#Nietzschedescomplicado (conversaciones con Jaime Aspiunza).
Tras
preguntarse qué significan los ideales ascéticos para el artista y
para el filósofo, pasa Nietzsche en la que va a ser la parte más
larga –y tal vez la más sobresaliente– del tercer tratado de su
Genealogía de la moral, las secciones 11-22, a ocuparse del
sacerdote, de los sacerdotes, que han sido los creadores y
administradores del ideal ascético, ideal que han convertido en
cultura. Así, por mucho que los sacerdotes en sentido estricto hayan
pasado a desempeñar un papel secundario en nuestro mundo actual,
pervive en él, sin embargo, en la cultura europea, cristiana, una
cultura modelada a lo largo de siglos de preponderancia sacerdotal,
el sentido que estos le dieron.
Hablo
de los tiempos de Nietzsche, pero, como tendremos ocasión de ver,
también de los nuestros.
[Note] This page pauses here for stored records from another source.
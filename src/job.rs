//! One reconstruction request, from unordered slices to exported meshes.

use crate::classifier::StackClassifier;
use crate::config::ReconOptions;
use crate::error::ReconError;
use crate::export::{ReconstructionReport, StageTiming, encode_glb, encode_stl};
use crate::finish::MeshFinisher;
use crate::mesh::MeshAsset;
use crate::register::{Fusion, MultiPlaneRegistrator};
use crate::segment::TissueSegmenter;
use crate::sequencer::SliceSequencer;
use crate::slice::Slice;
use crate::standardize::VolumeStandardizer;
use crate::surface::SurfaceExtractor;

use rayon::prelude::*;
use serde::Serialize;
use std::sync::Arc;
use std::sync::atomic::{AtomicBool, Ordering};
use tracing::{info, warn};
use web_time::Instant;

#[derive(Clone, Copy, Debug, PartialEq, Eq, Hash, Serialize)]
#[serde(rename_all = "lowercase")]
pub enum Stage {
    Classify,
    Sequence,
    Standardize,
    Register,
    Segment,
    Extract,
    Finish,
    Export,
}

impl Stage {
    pub const ALL: [Stage; 8] = [
        Stage::Classify,
        Stage::Sequence,
        Stage::Standardize,
        Stage::Register,
        Stage::Segment,
        Stage::Extract,
        Stage::Finish,
        Stage::Export,
    ];

    /// Share of the overall progress bar.
    fn weight(self) -> f32 {
        match self {
            Stage::Classify => 0.02,
            Stage::Sequence => 0.03,
            Stage::Standardize => 0.25,
            Stage::Register => 0.25,
            Stage::Segment => 0.2,
            Stage::Extract => 0.1,
            Stage::Finish => 0.1,
            Stage::Export => 0.05,
        }
    }

    /// Overall fraction at which this stage starts.
    fn start(self) -> f32 {
        Stage::ALL
            .iter()
            .take_while(|&&s| s != self)
            .map(|s| s.weight())
            .sum()
    }
}

/// A non-fatal problem, attached to the Job that hit it.
#[derive(Clone, Debug, PartialEq, Serialize)]
pub struct Warning {
    pub stage: Stage,
    pub message: String,
}

impl Warning {
    /// Log and keep a warning.
    pub fn record(warnings: &mut Vec<Warning>, stage: Stage, message: impl Into<String>) {
        let message = message.into();
        warn!(?stage, "{message}");
        warnings.push(Warning { stage, message });
    }
}

/// Cooperative cancellation shared between a running Job and its owner.
#[derive(Clone, Debug, Default)]
pub struct CancellationToken(Arc<AtomicBool>);

impl CancellationToken {
    pub fn new() -> Self {
        Self::default()
    }

    pub fn cancel(&self) {
        self.0.store(true, Ordering::SeqCst);
    }

    pub fn is_cancelled(&self) -> bool {
        self.0.load(Ordering::SeqCst)
    }

    /// `Err(Cancelled)` once cancellation was requested.
    pub fn check(&self) -> Result<(), ReconError> {
        if self.is_cancelled() {
            Err(ReconError::Cancelled)
        } else {
            Ok(())
        }
    }
}

/// Receives the overall progress fraction in `[0, 1]`, never decreasing.
pub trait ProgressSink {
    fn report(&self, stage: Stage, fraction: f32);
}

impl<F: Fn(Stage, f32)> ProgressSink for F {
    fn report(&self, stage: Stage, fraction: f32) {
        self(stage, fraction)
    }
}

struct Progress<'a> {
    sink: &'a dyn ProgressSink,
    reported: f32,
}

impl Progress<'_> {
    /// `within` is the completed share of `stage`.
    fn update(&mut self, stage: Stage, within: f32) {
        let fraction = (stage.start() + stage.weight() * within.clamp(0.0, 1.0))
            .min(1.0)
            .max(self.reported);
        self.reported = fraction;
        self.sink.report(stage, fraction);
    }
}

#[derive(Clone, Copy, Debug, PartialEq, Eq, Serialize)]
#[serde(rename_all = "lowercase", tag = "state", content = "stage")]
pub enum JobState {
    Created,
    Running(Stage),
    Succeeded,
    Failed,
}

/// The stage objects of one configuration. Immutable while Jobs run, so one
/// pipeline can serve any number of Jobs.
pub struct Pipeline {
    options: ReconOptions,
    classifier: StackClassifier,
    sequencer: SliceSequencer,
    standardizer: VolumeStandardizer,
    registrator: MultiPlaneRegistrator,
    segmenter: TissueSegmenter,
    extractor: SurfaceExtractor,
    finisher: MeshFinisher,
}

impl Pipeline {
    pub fn new(options: ReconOptions) -> Result<Self, ReconError> {
        options.validate()?;
        Ok(Self {
            classifier: StackClassifier::new(options.classifier.clone()),
            sequencer: SliceSequencer::new(options.sequencer.clone()),
            standardizer: VolumeStandardizer::new(options.standardizer.clone()),
            registrator: MultiPlaneRegistrator::new(options.registration.clone()),
            segmenter: TissueSegmenter::new(options.segmentation.clone()),
            extractor: SurfaceExtractor::new(options.surface.clone()),
            finisher: MeshFinisher::new(options.finishing.clone()),
            options,
        })
    }

    pub fn options(&self) -> &ReconOptions {
        &self.options
    }
}

/// Everything a successful Job delivers.
#[derive(Clone, Debug)]
pub struct JobOutput {
    pub asset: MeshAsset,
    pub stl: Vec<u8>,
    pub glb: Vec<u8>,
    pub report: ReconstructionReport,
}

#[derive(Debug)]
pub enum JobOutcome {
    Succeeded(Box<JobOutput>),
    Failed {
        error: ReconError,
        warnings: Vec<Warning>,
    },
}

pub struct Job {
    id: String,
    slices: Vec<Slice>,
    state: JobState,
    warnings: Vec<Warning>,
    timings: Vec<StageTiming>,
}

impl Job {
    pub fn new(id: impl Into<String>, slices: Vec<Slice>) -> Self {
        Self {
            id: id.into(),
            slices,
            state: JobState::Created,
            warnings: Vec::new(),
            timings: Vec::new(),
        }
    }

    pub fn id(&self) -> &str {
        &self.id
    }

    pub fn state(&self) -> JobState {
        self.state
    }

    pub fn warnings(&self) -> &[Warning] {
        &self.warnings
    }

    /// Run every stage in order. The input slices and all intermediate
    /// volumes and masks are released when this returns.
    ///
    /// A Job runs once: later calls fail with `AlreadyRun` and leave the
    /// state, warnings and timings of the first run untouched.
    pub fn run(
        &mut self,
        pipeline: &Pipeline,
        progress: &dyn ProgressSink,
        cancel: &CancellationToken,
    ) -> JobOutcome {
        if self.state != JobState::Created {
            return JobOutcome::Failed {
                error: ReconError::AlreadyRun,
                warnings: self.warnings.clone(),
            };
        }
        let started = Instant::now();
        let mut progress = Progress {
            sink: progress,
            reported: 0.0,
        };
        match self.execute(pipeline, &mut progress, cancel) {
            Ok(output) => {
                self.state = JobState::Succeeded;
                info!(
                    job = %self.id,
                    seconds = started.elapsed().as_secs_f64(),
                    warnings = self.warnings.len(),
                    "Job succeeded"
                );
                JobOutcome::Succeeded(Box::new(output))
            }
            Err(error) => {
                self.state = JobState::Failed;
                warn!(job = %self.id, %error, "Job failed");
                JobOutcome::Failed {
                    error,
                    warnings: self.warnings.clone(),
                }
            }
        }
    }

    fn enter(
        &mut self,
        stage: Stage,
        progress: &mut Progress,
        cancel: &CancellationToken,
    ) -> Result<Instant, ReconError> {
        cancel.check()?;
        self.state = JobState::Running(stage);
        progress.update(stage, 0.0);
        Ok(Instant::now())
    }

    fn leave(&mut self, stage: Stage, started: Instant, progress: &mut Progress) {
        let seconds = started.elapsed().as_secs_f64();
        info!(job = %self.id, ?stage, seconds, "Stage finished");
        self.timings.push(StageTiming { stage, seconds });
        progress.update(stage, 1.0);
    }

    fn execute(
        &mut self,
        pipeline: &Pipeline,
        progress: &mut Progress,
        cancel: &CancellationToken,
    ) -> Result<JobOutput, ReconError> {
        let options = &pipeline.options;
        let slices = std::mem::take(&mut self.slices);
        info!(job = %self.id, slices = slices.len(), "Job started");

        let started = self.enter(Stage::Classify, progress, cancel)?;
        let stacks = pipeline.classifier.classify(slices, &mut self.warnings)?;
        let stacks_detected = stacks.len();
        self.leave(Stage::Classify, started, progress);

        let started = self.enter(Stage::Sequence, progress, cancel)?;
        let mut sequences = Vec::with_capacity(stacks.len());
        for (i, stack) in stacks.into_iter().enumerate() {
            cancel.check()?;
            match pipeline.sequencer.sequence(stack, &mut self.warnings) {
                Ok(sequence) => sequences.push((i, sequence)),
                Err(e) if !e.is_job_fatal() => {
                    Warning::record(&mut self.warnings, Stage::Sequence, format!("Stack {i} skipped: {e}"))
                }
                Err(e) => return Err(e),
            }
            progress.update(Stage::Sequence, (i + 1) as f32 / stacks_detected as f32);
        }
        self.leave(Stage::Sequence, started, progress);

        let started = self.enter(Stage::Standardize, progress, cancel)?;
        let mut volumes = Vec::with_capacity(sequences.len());
        let total = sequences.len();
        for (done, (i, sequence)) in sequences.into_iter().enumerate() {
            cancel.check()?;
            match pipeline.standardizer.standardize(&sequence, &mut self.warnings) {
                Ok(volume) => volumes.push(volume),
                Err(e) if !e.is_job_fatal() => Warning::record(
                    &mut self.warnings,
                    Stage::Standardize,
                    format!("Stack {i} skipped: {e}"),
                ),
                Err(e) => return Err(e),
            }
            progress.update(Stage::Standardize, (done + 1) as f32 / total as f32);
        }
        if volumes.is_empty() {
            return Err(ReconError::NoUsableGeometry);
        }
        self.leave(Stage::Standardize, started, progress);

        let started = self.enter(Stage::Register, progress, cancel)?;
        let Fusion {
            volume,
            fused: volumes_fused,
        } = pipeline
            .registrator
            .register_and_fuse(volumes, &mut self.warnings, cancel)?;
        self.leave(Stage::Register, started, progress);

        let started = self.enter(Stage::Segment, progress, cancel)?;
        let masks = pipeline
            .segmenter
            .segment(&volume, &options.segmentation.tissues, &mut self.warnings)?;
        drop(volume);
        self.leave(Stage::Segment, started, progress);

        let started = self.enter(Stage::Extract, progress, cancel)?;
        let mut meshes = Vec::with_capacity(masks.len());
        let total = masks.len();
        for (done, mask) in masks.into_iter().enumerate() {
            cancel.check()?;
            match pipeline.extractor.extract(&mask) {
                Ok(mesh) => meshes.push((mask.tissue(), mesh)),
                Err(e) if !e.is_job_fatal() => {
                    Warning::record(&mut self.warnings, Stage::Extract, e.to_string())
                }
                Err(e) => return Err(e),
            }
            progress.update(Stage::Extract, (done + 1) as f32 / total as f32);
        }
        if meshes.is_empty() {
            return Err(ReconError::EmptySegmentation);
        }
        self.leave(Stage::Extract, started, progress);

        let started = self.enter(Stage::Finish, progress, cancel)?;
        let finished: Vec<_> = meshes
            .into_par_iter()
            .map(|(tissue, mesh)| (tissue, pipeline.finisher.finish(mesh)))
            .collect();
        let asset = MeshAsset::merge(finished);
        if asset.is_empty() {
            return Err(ReconError::EmptySegmentation);
        }
        self.leave(Stage::Finish, started, progress);

        let started = self.enter(Stage::Export, progress, cancel)?;
        let stl = encode_stl(&asset)?;
        let glb = encode_glb(&asset, options.export.quantize)?;
        self.leave(Stage::Export, started, progress);

        let report = ReconstructionReport::new(
            self.id.clone(),
            &asset,
            stacks_detected,
            volumes_fused,
            self.timings.clone(),
            self.warnings.clone(),
        );
        Ok(JobOutput {
            asset,
            stl,
            glb,
            report,
        })
    }
}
Fenómenos que pueden parecernos de pujante
actualidad, nos los encontraremos retratados por Nietzsche casi al
pie de la letra.
El
sacerdote ascético es el verdadero representante de la seriedad,
comienza Nietzsche. La seriedad tiene que ver con el valor que
dan a esta vida, poniéndola «en relación con una existencia
totalmente distinta, de la que resulta contraria y excluyente, a
no ser que se vuelva contra sí misma, que se niegue a sí
misma; en este caso, el de una vida ascética, se considerará la
vida como un puente que lleva a esa otra existencia distinta».
Esta
vida es devenir y transitoriedad; la otra, ser y estabilidad eterna.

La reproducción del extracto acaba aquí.